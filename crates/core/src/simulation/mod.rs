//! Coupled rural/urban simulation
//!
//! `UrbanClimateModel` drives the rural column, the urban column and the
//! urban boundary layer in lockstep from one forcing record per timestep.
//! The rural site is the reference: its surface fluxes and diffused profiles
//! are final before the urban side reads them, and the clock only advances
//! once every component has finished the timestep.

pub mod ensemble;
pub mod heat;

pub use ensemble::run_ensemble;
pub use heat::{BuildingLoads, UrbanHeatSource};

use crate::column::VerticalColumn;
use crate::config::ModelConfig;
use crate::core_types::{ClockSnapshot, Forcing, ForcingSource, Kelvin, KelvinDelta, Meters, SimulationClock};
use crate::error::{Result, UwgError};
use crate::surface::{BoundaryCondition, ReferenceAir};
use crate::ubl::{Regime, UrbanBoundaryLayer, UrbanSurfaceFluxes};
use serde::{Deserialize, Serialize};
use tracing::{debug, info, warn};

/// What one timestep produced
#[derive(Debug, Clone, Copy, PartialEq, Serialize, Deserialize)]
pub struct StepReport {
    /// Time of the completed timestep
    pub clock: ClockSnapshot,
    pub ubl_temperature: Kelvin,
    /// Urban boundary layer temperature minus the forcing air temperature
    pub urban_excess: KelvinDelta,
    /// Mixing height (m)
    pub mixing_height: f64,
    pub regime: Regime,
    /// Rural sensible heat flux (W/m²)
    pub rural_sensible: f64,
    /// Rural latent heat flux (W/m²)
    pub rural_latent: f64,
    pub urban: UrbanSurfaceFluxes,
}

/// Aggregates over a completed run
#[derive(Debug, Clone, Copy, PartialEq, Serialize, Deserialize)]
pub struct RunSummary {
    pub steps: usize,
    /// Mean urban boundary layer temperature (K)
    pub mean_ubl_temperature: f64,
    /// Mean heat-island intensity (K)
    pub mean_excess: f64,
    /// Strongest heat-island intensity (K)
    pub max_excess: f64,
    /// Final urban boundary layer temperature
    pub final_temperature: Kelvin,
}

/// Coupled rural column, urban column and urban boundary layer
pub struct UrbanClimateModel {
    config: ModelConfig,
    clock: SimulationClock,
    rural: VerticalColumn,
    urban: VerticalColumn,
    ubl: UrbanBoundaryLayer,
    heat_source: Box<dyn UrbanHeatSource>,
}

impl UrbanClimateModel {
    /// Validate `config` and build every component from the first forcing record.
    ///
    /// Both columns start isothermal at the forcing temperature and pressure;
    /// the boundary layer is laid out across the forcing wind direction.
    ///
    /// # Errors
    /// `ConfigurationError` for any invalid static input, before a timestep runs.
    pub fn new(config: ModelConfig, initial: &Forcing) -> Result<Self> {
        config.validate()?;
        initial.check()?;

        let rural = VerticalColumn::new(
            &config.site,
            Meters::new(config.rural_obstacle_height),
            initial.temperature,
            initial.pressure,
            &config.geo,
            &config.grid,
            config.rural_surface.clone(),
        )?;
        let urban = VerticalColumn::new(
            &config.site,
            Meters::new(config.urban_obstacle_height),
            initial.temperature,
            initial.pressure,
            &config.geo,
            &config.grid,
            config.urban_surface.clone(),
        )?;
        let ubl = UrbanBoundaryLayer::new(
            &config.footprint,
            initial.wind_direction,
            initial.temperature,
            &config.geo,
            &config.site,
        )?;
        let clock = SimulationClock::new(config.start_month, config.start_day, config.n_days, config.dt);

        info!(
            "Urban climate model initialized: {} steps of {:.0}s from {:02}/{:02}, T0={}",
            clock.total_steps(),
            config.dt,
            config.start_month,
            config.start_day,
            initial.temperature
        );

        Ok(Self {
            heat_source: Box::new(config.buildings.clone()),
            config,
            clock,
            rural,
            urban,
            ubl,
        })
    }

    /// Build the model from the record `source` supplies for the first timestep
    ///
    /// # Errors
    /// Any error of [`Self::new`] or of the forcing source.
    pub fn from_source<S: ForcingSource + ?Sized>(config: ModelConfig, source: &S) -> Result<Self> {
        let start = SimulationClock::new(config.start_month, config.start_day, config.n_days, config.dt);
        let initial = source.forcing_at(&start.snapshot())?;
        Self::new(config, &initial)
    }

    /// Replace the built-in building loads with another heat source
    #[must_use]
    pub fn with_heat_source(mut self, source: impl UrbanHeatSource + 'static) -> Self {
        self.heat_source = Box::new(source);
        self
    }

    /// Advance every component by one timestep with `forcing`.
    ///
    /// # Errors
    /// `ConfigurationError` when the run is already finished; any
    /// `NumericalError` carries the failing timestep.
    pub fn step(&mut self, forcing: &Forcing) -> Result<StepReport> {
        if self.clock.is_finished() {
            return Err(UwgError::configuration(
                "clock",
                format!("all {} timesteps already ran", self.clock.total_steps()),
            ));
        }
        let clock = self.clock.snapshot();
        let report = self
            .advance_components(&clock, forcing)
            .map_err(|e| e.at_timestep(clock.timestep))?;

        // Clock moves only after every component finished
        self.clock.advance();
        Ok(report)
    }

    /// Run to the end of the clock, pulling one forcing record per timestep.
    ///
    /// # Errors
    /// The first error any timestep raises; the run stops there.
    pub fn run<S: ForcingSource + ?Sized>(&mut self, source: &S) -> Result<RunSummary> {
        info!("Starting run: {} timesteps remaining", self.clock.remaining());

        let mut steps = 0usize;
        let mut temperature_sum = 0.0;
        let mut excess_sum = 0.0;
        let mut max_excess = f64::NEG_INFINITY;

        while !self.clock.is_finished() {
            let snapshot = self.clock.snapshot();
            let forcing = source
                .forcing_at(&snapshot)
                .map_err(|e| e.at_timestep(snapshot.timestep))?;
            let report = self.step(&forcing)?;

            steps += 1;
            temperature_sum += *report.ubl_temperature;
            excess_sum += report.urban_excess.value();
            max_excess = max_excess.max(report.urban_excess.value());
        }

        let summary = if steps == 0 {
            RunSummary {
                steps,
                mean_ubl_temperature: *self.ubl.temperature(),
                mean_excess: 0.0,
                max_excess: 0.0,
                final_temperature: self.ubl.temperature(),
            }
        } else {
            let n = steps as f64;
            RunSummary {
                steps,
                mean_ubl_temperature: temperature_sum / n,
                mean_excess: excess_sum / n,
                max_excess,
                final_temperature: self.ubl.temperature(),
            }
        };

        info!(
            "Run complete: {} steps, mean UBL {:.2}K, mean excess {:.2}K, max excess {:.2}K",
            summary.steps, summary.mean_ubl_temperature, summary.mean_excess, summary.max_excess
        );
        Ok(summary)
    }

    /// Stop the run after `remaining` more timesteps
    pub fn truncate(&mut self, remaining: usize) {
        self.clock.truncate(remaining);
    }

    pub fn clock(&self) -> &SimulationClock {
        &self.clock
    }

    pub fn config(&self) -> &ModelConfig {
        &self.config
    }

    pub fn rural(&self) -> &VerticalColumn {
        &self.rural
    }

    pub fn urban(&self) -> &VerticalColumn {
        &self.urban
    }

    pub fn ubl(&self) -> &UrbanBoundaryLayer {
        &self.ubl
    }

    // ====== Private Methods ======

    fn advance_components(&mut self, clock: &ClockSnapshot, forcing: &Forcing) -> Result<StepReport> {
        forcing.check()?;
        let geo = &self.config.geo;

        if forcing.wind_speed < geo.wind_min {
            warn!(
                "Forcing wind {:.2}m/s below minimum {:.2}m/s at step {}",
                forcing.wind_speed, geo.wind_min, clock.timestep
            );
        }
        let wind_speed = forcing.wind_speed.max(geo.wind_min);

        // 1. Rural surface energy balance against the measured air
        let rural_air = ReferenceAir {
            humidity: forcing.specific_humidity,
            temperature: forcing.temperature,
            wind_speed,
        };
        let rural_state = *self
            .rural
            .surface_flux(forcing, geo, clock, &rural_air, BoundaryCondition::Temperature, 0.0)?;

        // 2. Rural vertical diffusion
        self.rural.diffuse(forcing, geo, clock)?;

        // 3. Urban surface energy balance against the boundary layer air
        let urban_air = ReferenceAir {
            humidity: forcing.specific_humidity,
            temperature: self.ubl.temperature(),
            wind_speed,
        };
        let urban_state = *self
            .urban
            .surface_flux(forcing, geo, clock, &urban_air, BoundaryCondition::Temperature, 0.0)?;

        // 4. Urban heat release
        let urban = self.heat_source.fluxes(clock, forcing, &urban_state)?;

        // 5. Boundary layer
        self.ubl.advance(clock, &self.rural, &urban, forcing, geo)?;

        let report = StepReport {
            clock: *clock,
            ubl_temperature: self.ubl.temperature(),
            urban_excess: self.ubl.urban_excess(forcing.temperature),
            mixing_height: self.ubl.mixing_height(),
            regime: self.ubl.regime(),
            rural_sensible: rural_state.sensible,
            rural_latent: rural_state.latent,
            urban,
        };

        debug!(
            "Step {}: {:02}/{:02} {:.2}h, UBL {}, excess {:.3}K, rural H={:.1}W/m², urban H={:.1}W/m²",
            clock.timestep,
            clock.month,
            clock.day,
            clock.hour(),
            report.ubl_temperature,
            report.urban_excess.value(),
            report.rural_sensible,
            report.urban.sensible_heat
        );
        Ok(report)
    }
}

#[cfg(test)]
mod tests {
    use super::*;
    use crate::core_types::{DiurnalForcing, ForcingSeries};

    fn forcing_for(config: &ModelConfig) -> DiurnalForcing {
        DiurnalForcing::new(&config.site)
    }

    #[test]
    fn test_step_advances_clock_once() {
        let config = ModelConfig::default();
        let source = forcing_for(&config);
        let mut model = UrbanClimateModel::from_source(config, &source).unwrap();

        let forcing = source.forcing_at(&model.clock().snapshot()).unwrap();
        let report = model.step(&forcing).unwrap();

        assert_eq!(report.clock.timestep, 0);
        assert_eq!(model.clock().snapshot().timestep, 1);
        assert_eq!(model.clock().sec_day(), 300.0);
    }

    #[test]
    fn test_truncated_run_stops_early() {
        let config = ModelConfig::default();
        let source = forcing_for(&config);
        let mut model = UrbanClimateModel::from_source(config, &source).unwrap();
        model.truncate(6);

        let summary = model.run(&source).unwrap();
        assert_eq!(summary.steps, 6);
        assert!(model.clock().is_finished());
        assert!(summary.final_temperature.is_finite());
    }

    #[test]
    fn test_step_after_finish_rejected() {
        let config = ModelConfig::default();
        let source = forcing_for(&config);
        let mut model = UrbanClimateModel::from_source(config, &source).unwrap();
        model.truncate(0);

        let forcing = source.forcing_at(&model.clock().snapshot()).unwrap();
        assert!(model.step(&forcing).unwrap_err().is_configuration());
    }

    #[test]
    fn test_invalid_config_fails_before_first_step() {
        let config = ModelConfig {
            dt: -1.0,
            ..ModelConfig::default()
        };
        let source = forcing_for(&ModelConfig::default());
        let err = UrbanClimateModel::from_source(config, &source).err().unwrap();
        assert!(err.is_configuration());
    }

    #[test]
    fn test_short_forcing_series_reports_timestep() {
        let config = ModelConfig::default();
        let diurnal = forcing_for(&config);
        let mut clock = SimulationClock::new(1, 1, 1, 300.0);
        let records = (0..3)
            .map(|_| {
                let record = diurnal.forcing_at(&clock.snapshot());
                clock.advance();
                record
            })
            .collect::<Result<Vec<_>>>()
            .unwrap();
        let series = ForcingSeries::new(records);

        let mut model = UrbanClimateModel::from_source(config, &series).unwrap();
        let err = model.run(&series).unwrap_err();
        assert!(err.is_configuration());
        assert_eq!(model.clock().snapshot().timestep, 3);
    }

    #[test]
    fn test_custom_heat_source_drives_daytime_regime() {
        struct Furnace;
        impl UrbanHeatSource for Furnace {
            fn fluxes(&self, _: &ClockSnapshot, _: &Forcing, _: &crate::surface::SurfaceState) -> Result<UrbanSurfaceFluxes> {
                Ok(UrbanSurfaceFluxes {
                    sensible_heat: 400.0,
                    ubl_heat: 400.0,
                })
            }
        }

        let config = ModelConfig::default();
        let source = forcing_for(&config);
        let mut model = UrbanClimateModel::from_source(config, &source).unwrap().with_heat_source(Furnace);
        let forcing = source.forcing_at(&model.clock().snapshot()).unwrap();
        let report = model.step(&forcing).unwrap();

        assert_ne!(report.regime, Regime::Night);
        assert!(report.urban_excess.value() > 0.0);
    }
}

## Work to complete
What you return should be the lines from the beginning of the records through the one that contains "clock only advances", repeated exactly and with no additions.

## Answer for the task
filename crates/core/src/simulation/mod.rs
//! Coupled rural/urban simulation
//!
//! `UrbanClimateModel` drives the rural column, the urban column and the
//! urban boundary layer in lockstep from one forcing record per timestep.
//! The rural site is the reference: its surface fluxes and diffused profiles
//! are final before the urban side reads them, and the clock only advances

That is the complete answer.